DATA TO PROCESS:
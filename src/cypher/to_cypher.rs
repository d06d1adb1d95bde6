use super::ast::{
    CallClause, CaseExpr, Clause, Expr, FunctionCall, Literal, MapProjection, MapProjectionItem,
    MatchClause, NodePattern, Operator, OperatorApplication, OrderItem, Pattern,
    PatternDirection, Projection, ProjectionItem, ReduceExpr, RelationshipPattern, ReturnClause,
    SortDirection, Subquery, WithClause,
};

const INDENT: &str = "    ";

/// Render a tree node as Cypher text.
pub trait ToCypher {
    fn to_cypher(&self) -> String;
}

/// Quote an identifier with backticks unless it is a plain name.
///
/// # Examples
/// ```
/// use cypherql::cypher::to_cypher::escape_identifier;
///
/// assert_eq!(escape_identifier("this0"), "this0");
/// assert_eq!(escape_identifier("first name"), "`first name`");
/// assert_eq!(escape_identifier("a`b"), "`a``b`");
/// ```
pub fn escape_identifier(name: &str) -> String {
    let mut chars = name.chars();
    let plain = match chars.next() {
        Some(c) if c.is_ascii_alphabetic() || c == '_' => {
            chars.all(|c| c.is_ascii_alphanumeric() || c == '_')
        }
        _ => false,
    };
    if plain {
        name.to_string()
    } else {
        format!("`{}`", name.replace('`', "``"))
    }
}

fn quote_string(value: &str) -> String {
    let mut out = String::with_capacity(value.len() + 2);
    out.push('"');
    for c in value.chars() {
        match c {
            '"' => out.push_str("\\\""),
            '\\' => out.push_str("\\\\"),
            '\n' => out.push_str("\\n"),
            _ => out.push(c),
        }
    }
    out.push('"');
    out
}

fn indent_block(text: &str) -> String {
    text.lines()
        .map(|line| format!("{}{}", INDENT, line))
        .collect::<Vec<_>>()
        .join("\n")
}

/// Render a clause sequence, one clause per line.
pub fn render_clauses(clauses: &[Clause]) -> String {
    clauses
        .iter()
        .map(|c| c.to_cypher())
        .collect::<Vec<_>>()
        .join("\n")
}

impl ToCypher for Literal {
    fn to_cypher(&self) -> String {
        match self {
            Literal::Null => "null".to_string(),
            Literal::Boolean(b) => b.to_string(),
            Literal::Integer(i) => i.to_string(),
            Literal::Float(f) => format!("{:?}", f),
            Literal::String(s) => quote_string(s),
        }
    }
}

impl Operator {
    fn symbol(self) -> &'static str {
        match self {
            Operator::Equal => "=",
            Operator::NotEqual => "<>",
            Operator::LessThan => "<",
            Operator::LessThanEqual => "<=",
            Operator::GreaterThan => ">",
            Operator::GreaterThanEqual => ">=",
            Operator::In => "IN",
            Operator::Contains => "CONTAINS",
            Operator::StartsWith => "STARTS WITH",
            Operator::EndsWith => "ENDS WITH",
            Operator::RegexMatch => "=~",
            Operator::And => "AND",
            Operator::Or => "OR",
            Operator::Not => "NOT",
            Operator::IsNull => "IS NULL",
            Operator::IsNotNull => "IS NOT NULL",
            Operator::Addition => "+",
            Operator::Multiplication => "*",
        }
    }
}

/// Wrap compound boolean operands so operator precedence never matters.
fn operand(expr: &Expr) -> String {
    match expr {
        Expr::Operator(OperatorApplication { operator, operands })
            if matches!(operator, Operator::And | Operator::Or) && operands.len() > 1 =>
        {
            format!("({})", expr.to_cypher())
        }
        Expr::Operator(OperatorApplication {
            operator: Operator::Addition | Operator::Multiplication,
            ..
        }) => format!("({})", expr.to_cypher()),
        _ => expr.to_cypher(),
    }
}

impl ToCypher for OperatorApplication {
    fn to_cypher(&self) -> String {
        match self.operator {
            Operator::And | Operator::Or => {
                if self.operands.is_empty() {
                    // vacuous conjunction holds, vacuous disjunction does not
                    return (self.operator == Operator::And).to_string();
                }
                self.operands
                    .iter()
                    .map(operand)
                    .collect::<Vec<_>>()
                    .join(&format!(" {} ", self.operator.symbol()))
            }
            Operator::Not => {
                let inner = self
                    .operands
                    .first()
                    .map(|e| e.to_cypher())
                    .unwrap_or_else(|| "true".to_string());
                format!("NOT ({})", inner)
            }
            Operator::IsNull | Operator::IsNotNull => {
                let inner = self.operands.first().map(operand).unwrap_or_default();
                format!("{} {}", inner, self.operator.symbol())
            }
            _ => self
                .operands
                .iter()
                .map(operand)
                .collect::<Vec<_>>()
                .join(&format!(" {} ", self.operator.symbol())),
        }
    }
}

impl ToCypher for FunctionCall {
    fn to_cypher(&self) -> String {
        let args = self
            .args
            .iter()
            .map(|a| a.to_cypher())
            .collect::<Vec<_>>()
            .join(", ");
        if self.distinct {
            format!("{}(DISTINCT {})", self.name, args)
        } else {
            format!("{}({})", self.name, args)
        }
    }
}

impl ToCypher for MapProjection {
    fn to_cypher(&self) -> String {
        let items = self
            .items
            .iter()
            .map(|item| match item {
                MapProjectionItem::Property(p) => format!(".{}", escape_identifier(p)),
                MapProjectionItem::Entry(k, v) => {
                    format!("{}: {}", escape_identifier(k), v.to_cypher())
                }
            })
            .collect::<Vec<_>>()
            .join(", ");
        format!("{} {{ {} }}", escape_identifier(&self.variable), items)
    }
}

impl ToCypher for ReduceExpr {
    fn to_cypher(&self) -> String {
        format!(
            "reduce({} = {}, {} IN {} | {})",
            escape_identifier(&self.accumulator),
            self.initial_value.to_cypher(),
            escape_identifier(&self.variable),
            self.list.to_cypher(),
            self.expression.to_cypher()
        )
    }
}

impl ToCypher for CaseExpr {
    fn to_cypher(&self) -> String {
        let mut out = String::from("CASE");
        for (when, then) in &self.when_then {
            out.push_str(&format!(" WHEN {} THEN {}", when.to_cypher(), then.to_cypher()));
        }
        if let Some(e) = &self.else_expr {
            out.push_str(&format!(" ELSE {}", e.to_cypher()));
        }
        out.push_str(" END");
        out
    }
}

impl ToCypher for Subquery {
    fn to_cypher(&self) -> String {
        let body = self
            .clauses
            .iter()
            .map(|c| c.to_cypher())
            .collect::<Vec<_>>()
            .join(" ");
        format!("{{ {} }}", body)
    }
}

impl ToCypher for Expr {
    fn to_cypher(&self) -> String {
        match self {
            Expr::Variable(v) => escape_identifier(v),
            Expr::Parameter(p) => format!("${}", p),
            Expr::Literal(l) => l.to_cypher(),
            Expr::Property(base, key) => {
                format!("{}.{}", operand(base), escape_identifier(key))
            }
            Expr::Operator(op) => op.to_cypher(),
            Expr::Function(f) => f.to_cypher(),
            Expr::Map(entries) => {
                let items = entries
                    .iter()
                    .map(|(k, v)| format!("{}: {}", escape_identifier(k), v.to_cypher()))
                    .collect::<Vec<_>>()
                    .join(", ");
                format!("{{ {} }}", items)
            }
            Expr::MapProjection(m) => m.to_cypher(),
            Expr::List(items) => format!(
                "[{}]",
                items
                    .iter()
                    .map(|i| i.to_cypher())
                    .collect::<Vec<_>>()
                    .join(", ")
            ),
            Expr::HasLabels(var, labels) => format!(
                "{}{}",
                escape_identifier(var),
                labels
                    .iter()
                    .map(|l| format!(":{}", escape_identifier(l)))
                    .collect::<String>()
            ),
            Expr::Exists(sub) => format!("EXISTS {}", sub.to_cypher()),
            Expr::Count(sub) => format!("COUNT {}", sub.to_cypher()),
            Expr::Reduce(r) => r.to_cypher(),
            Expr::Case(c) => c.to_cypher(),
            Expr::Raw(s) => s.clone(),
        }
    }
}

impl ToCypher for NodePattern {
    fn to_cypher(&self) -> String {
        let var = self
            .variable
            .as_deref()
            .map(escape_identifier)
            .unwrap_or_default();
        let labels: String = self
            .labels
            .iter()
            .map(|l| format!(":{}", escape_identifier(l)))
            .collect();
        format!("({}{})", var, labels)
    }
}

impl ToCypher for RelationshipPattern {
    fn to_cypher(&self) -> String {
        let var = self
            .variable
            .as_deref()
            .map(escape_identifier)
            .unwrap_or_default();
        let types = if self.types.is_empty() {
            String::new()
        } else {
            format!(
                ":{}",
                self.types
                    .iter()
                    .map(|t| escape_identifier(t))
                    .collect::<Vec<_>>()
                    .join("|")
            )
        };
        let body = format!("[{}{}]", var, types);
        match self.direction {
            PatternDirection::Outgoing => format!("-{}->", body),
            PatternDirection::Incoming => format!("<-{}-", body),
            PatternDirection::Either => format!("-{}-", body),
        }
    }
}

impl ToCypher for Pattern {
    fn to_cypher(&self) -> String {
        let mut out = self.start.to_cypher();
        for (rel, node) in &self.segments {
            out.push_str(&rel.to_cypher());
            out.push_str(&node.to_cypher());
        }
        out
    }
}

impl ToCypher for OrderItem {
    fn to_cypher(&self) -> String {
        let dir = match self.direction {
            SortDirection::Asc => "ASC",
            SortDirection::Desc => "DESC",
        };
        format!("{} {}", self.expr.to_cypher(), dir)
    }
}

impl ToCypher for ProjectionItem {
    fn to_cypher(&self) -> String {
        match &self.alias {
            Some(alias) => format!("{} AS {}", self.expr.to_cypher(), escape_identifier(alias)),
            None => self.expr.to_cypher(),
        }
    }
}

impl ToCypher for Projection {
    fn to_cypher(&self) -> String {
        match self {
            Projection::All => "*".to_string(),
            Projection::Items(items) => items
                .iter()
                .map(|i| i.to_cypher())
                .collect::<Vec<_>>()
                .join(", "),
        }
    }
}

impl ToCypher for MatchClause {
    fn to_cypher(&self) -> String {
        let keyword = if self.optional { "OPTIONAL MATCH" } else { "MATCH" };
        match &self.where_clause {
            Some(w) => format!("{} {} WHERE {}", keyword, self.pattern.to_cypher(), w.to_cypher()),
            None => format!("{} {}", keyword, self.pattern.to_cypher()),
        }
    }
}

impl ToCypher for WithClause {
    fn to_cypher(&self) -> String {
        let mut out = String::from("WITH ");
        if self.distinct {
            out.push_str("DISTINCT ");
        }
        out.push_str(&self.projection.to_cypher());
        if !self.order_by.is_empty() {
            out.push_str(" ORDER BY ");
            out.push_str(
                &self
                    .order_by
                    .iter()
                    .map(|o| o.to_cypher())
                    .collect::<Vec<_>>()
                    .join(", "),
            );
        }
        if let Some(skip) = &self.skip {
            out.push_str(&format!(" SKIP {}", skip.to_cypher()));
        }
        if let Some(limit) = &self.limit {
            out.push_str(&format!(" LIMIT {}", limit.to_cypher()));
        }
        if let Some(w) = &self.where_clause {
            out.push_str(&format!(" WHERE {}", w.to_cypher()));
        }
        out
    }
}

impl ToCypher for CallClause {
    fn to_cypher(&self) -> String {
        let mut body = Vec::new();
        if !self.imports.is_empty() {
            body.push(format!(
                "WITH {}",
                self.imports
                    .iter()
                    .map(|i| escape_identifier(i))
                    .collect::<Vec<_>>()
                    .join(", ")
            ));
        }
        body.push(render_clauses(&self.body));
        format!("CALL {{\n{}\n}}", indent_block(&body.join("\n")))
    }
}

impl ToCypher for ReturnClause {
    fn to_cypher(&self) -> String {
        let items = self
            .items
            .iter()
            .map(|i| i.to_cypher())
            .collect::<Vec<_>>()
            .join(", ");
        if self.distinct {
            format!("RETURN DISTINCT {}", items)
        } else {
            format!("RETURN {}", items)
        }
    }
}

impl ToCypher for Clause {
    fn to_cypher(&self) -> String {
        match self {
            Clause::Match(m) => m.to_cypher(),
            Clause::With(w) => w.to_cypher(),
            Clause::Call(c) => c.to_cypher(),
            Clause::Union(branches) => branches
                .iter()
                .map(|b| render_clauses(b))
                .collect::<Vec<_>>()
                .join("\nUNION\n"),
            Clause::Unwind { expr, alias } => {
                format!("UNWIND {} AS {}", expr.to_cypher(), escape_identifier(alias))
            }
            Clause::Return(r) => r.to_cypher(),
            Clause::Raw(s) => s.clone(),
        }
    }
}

BRIEF: Output only an exact transcription of the lines above from the one with "impl ToCypher for WithClause" up to and including the one with "body.push(render_clauses(&self.body));".

SOLUTION:
impl ToCypher for WithClause {
    fn to_cypher(&self) -> String {
        let mut out = String::from("WITH ");
        if self.distinct {
            out.push_str("DISTINCT ");
        }
        out.push_str(&self.projection.to_cypher());
        if !self.order_by.is_empty() {
            out.push_str(" ORDER BY ");
            out.push_str(
                &self
                    .order_by
                    .iter()
                    .map(|o| o.to_cypher())
                    .collect::<Vec<_>>()
                    .join(", "),
            );
        }
        if let Some(skip) = &self.skip {
            out.push_str(&format!(" SKIP {}", skip.to_cypher()));
        }
        if let Some(limit) = &self.limit {
            out.push_str(&format!(" LIMIT {}", limit.to_cypher()));
        }
        if let Some(w) = &self.where_clause {
            out.push_str(&format!(" WHERE {}", w.to_cypher()));
        }
        out
    }
}

impl ToCypher for CallClause {
    fn to_cypher(&self) -> String {
        let mut body = Vec::new();
        if !self.imports.is_empty() {
            body.push(format!(
                "WITH {}",
                self.imports
                    .iter()
                    .map(|i| escape_identifier(i))
                    .collect::<Vec<_>>()
                    .join(", ")
            ));
        }
        body.push(render_clauses(&self.body));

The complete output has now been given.